Allosteric regulation of a prokaryotic small Ras-like GTPase contributes to cell polarity oscillations in bacterial motility
Fig 7
Ct-helix regulates MxMglAB interaction by binding to an allosteric pocket of the small Ras-like GTPase fold.
(A) A schematic representation of the conditions that facilitate MxMglAB complex formation. PDB IDs 6IZW, 3T12, and 5YMX correspond to the crystal structures of MxMglAB–GTPγS, TtMglAB–GTPγS, and MxMglA–GDP complexes. (B) Proposed model for MxMglAB relocalization. Proteins that can bind in the allosteric pocket potentially compete out the MxMglB Ct-helix and dissociate the MxMglAB–GDP complex. In panels A and B, MxMglB dimer is shown in magenta, whereas MxMglA conformations with the flipped and unflipped states of β2 are shown in green and brown, respectively. A 6-pointed yellow star and a 5-pointed light brown star represent GTP (labeled as “T”) and GDP (labeled as “D”), respectively. The β2 strand is represented by an arrow. The residues that form the interface are schematically shown by 2 circles on bottom or top of the β2 strand representation in the flipped and unflipped states of the strand, respectively.

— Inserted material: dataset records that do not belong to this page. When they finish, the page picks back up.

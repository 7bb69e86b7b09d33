//! Configuration module

mod site;

pub use site::CoverImageConfig;
pub use site::ListingConfig;
pub use site::ServerConfig;
pub use site::SiteConfig;
pub use site::DEFAULT_COVER_IMAGE;
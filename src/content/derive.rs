//! Derived document fields: read time and default cover image

use std::collections::HashMap;

use crate::config::{CoverImageConfig, SiteConfig, DEFAULT_COVER_IMAGE};

/// Reading speed used when none is configured
pub const DEFAULT_WORDS_PER_MINUTE: usize = 200;

/// Estimate the reading time of a markdown body, e.g. "3 min read".
///
/// Never less than one minute.
pub fn read_time(body: &str, words_per_minute: usize) -> String {
    let wpm = if words_per_minute == 0 {
        DEFAULT_WORDS_PER_MINUTE
    } else {
        words_per_minute
    };
    let words = body.split_whitespace().count();
    let minutes = words.div_ceil(wpm).max(1);
    format!("{} min read", minutes)
}

/// Category to cover image table
#[derive(Debug, Clone, PartialEq, Eq)]
pub struct CoverImages {
    default: String,
    by_category: HashMap<String, String>,
}

impl CoverImages {
    /// Blank paths are ignored: a blank default falls back to
    /// [`DEFAULT_COVER_IMAGE`] and blank category entries are dropped.
    pub fn new(default: impl Into<String>, by_category: HashMap<String, String>) -> Self {
        let default = default.into();
        let default = if default.trim().is_empty() {
            DEFAULT_COVER_IMAGE.to_string()
        } else {
            default
        };
        let by_category = by_category
            .into_iter()
            .filter(|(_, image)| !image.trim().is_empty())
            .collect();

        Self {
            default,
            by_category,
        }
    }

    /// Image for a document whose first category is `category`
    pub fn lookup(&self, category: Option<&str>) -> &str {
        category
            .and_then(|c| self.by_category.get(c))
            .map(String::as_str)
            .unwrap_or(self.default.as_str())
    }
}

impl Default for CoverImages {
    fn default() -> Self {
        CoverImageConfig::default().into()
    }
}

impl From<CoverImageConfig> for CoverImages {
    fn from(config: CoverImageConfig) -> Self {
        Self::new(config.default, config.categories)
    }
}

/// Settings that fill in fields a document leaves out
#[derive(Debug, Clone, Default)]
pub struct DerivationSettings {
    pub words_per_minute: usize,
    pub cover_images: CoverImages,
}

impl DerivationSettings {
    pub fn from_config(config: &SiteConfig) -> Self {
        Self {
            words_per_minute: config.words_per_minute,
            cover_images: config.cover_images.clone().into(),
        }
    }
}
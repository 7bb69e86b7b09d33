//! CLI integration tests for folio
//!
//! Each test builds a small site in a temporary directory and runs the
//! `folio` binary against it.

use predicates::prelude::*;
use std::fs;
use std::path::Path;
use tempfile::TempDir;

fn folio_cmd() -> assert_cmd::Command {
    assert_cmd::Command::new(assert_cmd::cargo::cargo_bin!("folio"))
}

fn write_post(content_dir: &Path, key: &str, date: &str, categories: &str, body: &str) {
    fs::write(
        content_dir.join(format!("{}.md", key)),
        format!(
            "---\ntitle: Post {}\ndate: {}\nexcerpt: About {}\ncategories: {}\n---\n{}\n",
            key, date, key, categories, body
        ),
    )
    .unwrap();
}

/// a (Jan, React), b (Mar, React+CSS), c (Feb, none)
fn setup_site() -> TempDir {
    let dir = TempDir::new().unwrap();
    let content = dir.path().join("content/blog");
    fs::create_dir_all(&content).unwrap();
    write_post(&content, "a", "2024-01-01", "[React]", "alpha");
    write_post(&content, "b", "2024-03-01", "[React, CSS]", "beta");
    write_post(&content, "c", "2024-02-01", "[]", "gamma");
    dir
}

// =============================================================================
// Listing
// =============================================================================

#[test]
fn test_list_posts_newest_first() {
    let dir = setup_site();

    let output = folio_cmd()
        .arg("--cwd")
        .arg(dir.path())
        .arg("list")
        .assert()
        .success()
        .stdout(predicate::str::starts_with("Posts (3):"))
        .get_output()
        .stdout
        .clone();

    let stdout = String::from_utf8(output).unwrap();
    let b = stdout.find("[b]").unwrap();
    let c = stdout.find("[c]").unwrap();
    let a = stdout.find("[a]").unwrap();
    assert!(b < c && c < a);
}

#[test]
fn test_list_categories() {
    let dir = setup_site();

    folio_cmd()
        .arg("--cwd")
        .arg(dir.path())
        .args(["list", "categories", "--json"])
        .assert()
        .success()
        .stdout(predicate::str::contains("\"CSS\"").and(predicate::str::contains("\"React\"")));
}

#[test]
fn test_list_with_custom_content_dir() {
    let dir = TempDir::new().unwrap();
    fs::write(dir.path().join("_config.yml"), "content_dir: posts\n").unwrap();
    let content = dir.path().join("posts");
    fs::create_dir_all(&content).unwrap();
    write_post(&content, "only", "2024-01-01", "[]", "x");

    folio_cmd()
        .arg("--cwd")
        .arg(dir.path())
        .arg("list")
        .assert()
        .success()
        .stdout(predicate::str::contains("[only]"));
}

// =============================================================================
// Lookup
// =============================================================================

#[test]
fn test_show_post() {
    let dir = setup_site();

    folio_cmd()
        .arg("--cwd")
        .arg(dir.path())
        .args(["show", "b"])
        .assert()
        .success()
        .stdout(predicate::str::contains("Post b"))
        .stdout(predicate::str::contains("Cover: /images/blog/react.jpg"))
        .stdout(predicate::str::contains("beta"));
}

#[test]
fn test_show_missing_post_fails_cleanly() {
    let dir = setup_site();

    folio_cmd()
        .arg("--cwd")
        .arg(dir.path())
        .args(["show", "nope"])
        .assert()
        .failure()
        .stderr(predicate::str::contains("Post not found: nope"));
}

#[test]
fn test_related_posts() {
    let dir = setup_site();

    folio_cmd()
        .arg("--cwd")
        .arg(dir.path())
        .args(["related", "a", "--limit", "5"])
        .assert()
        .success()
        .stdout(predicate::str::contains("Related to a (1):"))
        .stdout(predicate::str::contains("[b]"));
}

// =============================================================================
// Errors
// =============================================================================

#[test]
fn test_missing_content_directory() {
    let dir = TempDir::new().unwrap();

    folio_cmd()
        .arg("--cwd")
        .arg(dir.path())
        .arg("list")
        .assert()
        .failure()
        .stderr(predicate::str::contains("Content directory not found"));
}

#[test]
fn test_malformed_post_aborts_listing() {
    let dir = setup_site();
    fs::write(
        dir.path().join("content/blog/broken.md"),
        "---\ndate: 2024-01-01\nexcerpt: no title\n---\nbody\n",
    )
    .unwrap();

    folio_cmd()
        .arg("--cwd")
        .arg(dir.path())
        .arg("list")
        .assert()
        .failure()
        .stderr(predicate::str::contains("broken.md"))
        .stderr(predicate::str::contains("title"));
}
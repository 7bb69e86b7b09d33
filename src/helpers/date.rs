//! Date helper functions

use chrono::{DateTime, TimeZone};

/// Format a publication date the way the blog shows it, e.g. "Jan 5, 2024"
pub fn format_blog_date<Tz: TimeZone>(date: &DateTime<Tz>) -> String
where
    Tz::Offset: std::fmt::Display,
{
    date.format("%b %-d, %Y").to_string()
}

/// Format just the calendar day, e.g. "2024-01-05"
pub fn short_date<Tz: TimeZone>(date: &DateTime<Tz>) -> String
where
    Tz::Offset: std::fmt::Display,
{
    date.format("%Y-%m-%d").to_string()
}

#[cfg(test)]
mod tests {
    use super::*;
    use chrono::Local;

    #[test]
    fn test_format_blog_date() {
        let date = Local.with_ymd_and_hms(2024, 1, 5, 10, 30, 0).unwrap();
        assert_eq!(format_blog_date(&date), "Jan 5, 2024");
        let date = Local.with_ymd_and_hms(2023, 12, 25, 0, 0, 0).unwrap();
        assert_eq!(format_blog_date(&date), "Dec 25, 2023");
    }

    #[test]
    fn test_short_date() {
        let date = Local.with_ymd_and_hms(2024, 1, 5, 23, 59, 0).unwrap();
        assert_eq!(short_date(&date), "2024-01-05");
    }
}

Ct-helix of MxMglB is schematically shown by a cylinder and labeled as “H.” Ct-helix, C-terminal helix; MxMglA–GDP, MxMglA bound to guanosine 5’-diphosphate; MxMglA, M. xanthus MglA; MxMglAB, M. xanthus MglA and MglB complex; MglAB–GTPγS, MglA and MglB complex formed in the presence of guanosine 5’-O-[gamma-thio]triphosphate; PDB ID, Protein Data Bank identification.